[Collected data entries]
------------------------------

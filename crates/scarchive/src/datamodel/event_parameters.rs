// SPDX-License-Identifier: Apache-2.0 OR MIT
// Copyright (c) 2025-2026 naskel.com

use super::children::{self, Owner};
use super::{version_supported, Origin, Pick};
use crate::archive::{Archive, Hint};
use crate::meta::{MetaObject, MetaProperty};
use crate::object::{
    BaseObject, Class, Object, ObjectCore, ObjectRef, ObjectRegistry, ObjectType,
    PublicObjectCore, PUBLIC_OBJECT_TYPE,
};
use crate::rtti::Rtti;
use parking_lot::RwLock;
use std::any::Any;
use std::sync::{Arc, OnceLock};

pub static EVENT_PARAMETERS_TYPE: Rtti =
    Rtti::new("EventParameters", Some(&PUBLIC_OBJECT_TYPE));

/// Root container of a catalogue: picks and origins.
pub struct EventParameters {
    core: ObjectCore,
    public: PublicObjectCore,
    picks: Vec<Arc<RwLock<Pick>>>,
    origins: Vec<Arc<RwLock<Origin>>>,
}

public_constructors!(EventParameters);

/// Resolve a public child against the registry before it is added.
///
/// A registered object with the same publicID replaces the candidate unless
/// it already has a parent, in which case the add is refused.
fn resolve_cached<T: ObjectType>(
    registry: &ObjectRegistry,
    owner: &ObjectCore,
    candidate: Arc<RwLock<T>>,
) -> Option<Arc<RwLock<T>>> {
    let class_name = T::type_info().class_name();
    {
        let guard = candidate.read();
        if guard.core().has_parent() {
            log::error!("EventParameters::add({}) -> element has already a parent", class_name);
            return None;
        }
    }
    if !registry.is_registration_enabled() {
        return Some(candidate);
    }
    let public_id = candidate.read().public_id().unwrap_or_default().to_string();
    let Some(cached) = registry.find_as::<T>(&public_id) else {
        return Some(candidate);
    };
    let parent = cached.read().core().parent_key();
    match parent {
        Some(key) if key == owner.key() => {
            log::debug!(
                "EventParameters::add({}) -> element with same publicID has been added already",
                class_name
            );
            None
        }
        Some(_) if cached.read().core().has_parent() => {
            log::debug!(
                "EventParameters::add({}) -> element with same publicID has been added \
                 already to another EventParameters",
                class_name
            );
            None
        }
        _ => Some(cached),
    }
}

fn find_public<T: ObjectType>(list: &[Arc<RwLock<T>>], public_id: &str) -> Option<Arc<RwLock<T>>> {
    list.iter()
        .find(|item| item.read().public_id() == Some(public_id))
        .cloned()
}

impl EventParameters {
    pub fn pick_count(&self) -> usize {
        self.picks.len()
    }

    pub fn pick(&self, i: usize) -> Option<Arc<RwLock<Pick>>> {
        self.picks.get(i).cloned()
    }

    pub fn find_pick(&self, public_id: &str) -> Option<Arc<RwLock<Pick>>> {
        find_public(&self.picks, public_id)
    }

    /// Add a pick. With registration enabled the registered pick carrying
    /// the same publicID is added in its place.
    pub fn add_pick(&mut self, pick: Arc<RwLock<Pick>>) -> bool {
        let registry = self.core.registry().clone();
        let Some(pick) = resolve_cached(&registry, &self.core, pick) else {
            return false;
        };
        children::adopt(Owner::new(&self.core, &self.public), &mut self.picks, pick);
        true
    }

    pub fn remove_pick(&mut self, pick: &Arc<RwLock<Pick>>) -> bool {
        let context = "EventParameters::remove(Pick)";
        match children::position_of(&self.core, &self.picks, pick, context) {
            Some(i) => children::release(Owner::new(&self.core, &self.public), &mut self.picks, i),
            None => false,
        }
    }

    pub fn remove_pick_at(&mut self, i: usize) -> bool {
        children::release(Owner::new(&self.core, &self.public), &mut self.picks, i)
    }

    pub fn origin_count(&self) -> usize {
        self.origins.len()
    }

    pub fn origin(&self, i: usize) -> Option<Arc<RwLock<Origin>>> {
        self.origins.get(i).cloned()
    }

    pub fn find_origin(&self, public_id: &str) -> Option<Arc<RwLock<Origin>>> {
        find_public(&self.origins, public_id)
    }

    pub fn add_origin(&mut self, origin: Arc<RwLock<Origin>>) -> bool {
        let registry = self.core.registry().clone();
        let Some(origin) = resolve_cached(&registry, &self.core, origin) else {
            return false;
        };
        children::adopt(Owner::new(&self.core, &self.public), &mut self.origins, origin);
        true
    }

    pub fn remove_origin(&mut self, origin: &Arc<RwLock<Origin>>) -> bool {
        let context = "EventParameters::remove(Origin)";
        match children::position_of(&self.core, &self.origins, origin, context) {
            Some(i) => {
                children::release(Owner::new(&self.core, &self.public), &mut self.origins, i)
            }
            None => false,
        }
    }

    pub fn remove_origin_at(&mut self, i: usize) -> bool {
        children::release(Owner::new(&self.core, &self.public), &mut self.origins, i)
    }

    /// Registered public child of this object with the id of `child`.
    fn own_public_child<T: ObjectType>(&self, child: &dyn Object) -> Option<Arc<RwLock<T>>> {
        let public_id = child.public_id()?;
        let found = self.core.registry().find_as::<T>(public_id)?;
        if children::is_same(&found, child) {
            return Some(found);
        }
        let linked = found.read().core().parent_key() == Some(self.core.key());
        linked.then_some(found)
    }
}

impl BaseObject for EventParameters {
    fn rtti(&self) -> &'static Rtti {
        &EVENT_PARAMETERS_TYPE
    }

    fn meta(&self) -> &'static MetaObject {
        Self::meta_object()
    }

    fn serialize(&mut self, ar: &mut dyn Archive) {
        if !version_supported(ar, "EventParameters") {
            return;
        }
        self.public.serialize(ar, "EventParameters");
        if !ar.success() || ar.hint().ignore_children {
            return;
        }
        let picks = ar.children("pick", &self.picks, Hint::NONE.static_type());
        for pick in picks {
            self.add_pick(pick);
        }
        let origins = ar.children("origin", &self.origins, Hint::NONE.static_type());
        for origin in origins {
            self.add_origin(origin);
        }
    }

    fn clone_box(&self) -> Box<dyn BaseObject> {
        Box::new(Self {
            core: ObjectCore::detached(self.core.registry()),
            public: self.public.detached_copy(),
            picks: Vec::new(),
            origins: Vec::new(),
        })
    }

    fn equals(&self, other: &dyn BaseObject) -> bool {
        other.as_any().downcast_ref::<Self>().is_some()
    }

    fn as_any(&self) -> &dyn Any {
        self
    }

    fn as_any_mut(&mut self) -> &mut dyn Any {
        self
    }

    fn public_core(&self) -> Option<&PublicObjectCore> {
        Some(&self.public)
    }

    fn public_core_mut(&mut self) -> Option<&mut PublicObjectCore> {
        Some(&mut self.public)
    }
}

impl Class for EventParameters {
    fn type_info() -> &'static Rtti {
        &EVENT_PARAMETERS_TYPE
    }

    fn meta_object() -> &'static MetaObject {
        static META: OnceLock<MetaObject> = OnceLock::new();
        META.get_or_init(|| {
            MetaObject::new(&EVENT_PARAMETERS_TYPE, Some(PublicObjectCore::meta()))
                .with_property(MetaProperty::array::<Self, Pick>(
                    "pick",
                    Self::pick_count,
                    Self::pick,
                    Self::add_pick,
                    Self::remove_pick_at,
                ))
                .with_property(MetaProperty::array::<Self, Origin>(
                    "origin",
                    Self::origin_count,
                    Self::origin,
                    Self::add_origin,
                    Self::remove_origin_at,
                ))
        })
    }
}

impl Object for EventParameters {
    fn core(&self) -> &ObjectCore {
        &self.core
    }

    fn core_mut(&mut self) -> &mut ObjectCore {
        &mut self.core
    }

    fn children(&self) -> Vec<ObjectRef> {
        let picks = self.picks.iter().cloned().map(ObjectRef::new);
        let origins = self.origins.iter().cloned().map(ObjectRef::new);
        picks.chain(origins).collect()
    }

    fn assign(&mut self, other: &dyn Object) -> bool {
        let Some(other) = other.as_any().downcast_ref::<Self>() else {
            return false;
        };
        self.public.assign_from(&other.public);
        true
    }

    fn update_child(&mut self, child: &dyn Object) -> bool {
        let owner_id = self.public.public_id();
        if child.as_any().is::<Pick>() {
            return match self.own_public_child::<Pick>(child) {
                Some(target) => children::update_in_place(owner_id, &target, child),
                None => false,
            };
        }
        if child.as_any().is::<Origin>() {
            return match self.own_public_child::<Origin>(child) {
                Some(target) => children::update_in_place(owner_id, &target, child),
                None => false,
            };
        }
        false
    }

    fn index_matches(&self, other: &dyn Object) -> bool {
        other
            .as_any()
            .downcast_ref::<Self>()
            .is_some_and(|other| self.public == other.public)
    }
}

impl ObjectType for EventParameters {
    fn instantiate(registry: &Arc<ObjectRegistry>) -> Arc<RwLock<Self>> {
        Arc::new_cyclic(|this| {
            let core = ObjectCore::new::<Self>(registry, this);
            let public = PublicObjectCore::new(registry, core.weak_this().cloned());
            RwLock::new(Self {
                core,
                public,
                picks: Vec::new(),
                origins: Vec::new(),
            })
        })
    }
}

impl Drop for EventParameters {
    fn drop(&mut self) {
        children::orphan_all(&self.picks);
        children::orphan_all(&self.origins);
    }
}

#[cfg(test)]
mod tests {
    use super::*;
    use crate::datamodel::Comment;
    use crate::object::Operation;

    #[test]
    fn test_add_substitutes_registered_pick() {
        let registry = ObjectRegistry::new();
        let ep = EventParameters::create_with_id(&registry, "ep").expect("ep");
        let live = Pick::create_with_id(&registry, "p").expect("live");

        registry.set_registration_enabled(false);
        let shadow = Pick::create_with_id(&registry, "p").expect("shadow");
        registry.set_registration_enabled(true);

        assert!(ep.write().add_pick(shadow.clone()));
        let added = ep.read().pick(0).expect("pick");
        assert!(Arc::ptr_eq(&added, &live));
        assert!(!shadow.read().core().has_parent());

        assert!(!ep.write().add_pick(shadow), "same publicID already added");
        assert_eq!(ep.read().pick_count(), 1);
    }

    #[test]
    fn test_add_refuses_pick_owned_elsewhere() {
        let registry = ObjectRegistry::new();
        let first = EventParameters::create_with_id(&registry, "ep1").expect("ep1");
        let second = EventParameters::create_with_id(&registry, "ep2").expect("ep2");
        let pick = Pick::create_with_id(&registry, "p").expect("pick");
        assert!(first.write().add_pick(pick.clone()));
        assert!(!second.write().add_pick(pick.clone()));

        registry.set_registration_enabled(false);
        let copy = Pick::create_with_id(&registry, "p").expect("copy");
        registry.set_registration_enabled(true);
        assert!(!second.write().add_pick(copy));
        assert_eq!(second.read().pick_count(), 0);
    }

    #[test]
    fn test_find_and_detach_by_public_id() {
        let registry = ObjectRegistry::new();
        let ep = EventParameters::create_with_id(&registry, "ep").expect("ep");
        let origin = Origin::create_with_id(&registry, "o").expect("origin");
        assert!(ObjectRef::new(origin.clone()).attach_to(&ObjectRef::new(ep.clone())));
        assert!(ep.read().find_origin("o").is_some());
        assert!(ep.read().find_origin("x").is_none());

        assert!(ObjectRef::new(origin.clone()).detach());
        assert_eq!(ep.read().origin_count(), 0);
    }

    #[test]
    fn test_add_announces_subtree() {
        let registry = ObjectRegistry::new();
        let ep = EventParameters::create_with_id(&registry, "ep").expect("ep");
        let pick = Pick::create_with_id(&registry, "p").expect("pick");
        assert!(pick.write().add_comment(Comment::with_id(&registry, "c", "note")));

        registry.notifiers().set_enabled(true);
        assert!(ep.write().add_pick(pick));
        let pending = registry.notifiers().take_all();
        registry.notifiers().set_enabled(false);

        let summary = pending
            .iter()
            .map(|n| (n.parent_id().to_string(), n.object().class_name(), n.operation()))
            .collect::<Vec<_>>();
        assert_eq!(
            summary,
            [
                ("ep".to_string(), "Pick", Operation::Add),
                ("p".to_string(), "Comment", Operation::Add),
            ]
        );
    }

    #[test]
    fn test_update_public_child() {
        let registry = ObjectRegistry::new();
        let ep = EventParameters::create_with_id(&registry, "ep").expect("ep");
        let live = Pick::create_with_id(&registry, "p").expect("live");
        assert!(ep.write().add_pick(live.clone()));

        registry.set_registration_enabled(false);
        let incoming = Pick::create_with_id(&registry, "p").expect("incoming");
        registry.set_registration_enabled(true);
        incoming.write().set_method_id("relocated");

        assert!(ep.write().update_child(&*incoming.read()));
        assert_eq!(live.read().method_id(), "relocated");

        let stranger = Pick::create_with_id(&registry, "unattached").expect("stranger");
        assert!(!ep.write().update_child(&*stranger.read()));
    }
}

------------------------------

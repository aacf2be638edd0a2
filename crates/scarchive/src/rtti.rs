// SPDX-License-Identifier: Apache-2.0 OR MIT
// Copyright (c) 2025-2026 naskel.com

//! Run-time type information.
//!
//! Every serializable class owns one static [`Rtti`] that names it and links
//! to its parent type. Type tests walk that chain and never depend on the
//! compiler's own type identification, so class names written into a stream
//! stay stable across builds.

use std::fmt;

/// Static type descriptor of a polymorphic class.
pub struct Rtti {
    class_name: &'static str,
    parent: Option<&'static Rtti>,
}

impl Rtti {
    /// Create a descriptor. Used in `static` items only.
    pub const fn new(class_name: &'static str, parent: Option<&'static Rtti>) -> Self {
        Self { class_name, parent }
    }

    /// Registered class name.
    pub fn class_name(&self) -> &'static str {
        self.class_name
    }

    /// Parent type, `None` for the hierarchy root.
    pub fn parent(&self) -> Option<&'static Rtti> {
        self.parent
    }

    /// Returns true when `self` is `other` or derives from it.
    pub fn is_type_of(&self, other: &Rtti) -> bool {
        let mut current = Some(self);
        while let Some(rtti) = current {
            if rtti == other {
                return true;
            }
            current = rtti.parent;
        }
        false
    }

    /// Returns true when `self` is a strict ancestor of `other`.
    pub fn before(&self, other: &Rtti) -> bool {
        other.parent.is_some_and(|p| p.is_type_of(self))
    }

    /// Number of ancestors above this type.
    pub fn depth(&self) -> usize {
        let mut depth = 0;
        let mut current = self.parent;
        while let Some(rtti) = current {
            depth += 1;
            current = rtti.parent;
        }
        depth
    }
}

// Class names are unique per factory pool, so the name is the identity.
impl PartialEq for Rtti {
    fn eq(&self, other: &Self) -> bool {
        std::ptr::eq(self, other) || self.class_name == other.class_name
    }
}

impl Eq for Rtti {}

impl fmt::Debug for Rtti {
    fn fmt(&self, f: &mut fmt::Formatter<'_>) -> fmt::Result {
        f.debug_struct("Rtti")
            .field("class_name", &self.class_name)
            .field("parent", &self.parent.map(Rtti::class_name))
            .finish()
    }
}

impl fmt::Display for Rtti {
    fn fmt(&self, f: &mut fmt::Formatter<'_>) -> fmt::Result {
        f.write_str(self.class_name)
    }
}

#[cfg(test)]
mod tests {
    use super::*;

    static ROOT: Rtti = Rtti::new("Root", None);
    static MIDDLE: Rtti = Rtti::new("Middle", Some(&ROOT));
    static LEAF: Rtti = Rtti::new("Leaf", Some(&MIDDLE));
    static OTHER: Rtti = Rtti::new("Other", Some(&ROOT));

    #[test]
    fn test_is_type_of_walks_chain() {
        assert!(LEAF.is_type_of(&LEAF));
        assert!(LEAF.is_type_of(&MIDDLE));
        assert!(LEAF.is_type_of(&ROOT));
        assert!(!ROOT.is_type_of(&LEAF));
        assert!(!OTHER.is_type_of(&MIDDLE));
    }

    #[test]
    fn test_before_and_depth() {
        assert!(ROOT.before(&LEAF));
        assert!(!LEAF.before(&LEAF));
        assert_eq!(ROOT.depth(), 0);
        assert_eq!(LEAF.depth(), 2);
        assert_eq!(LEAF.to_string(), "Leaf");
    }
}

------------------------------

Filter by the word "Returns": copy every line of the data that holds it.

**RESPONSE TO THE TASK**.
    /// Returns true when `self` is `other` or derives from it.
    /// Returns true when `self` is a strict ancestor of `other`.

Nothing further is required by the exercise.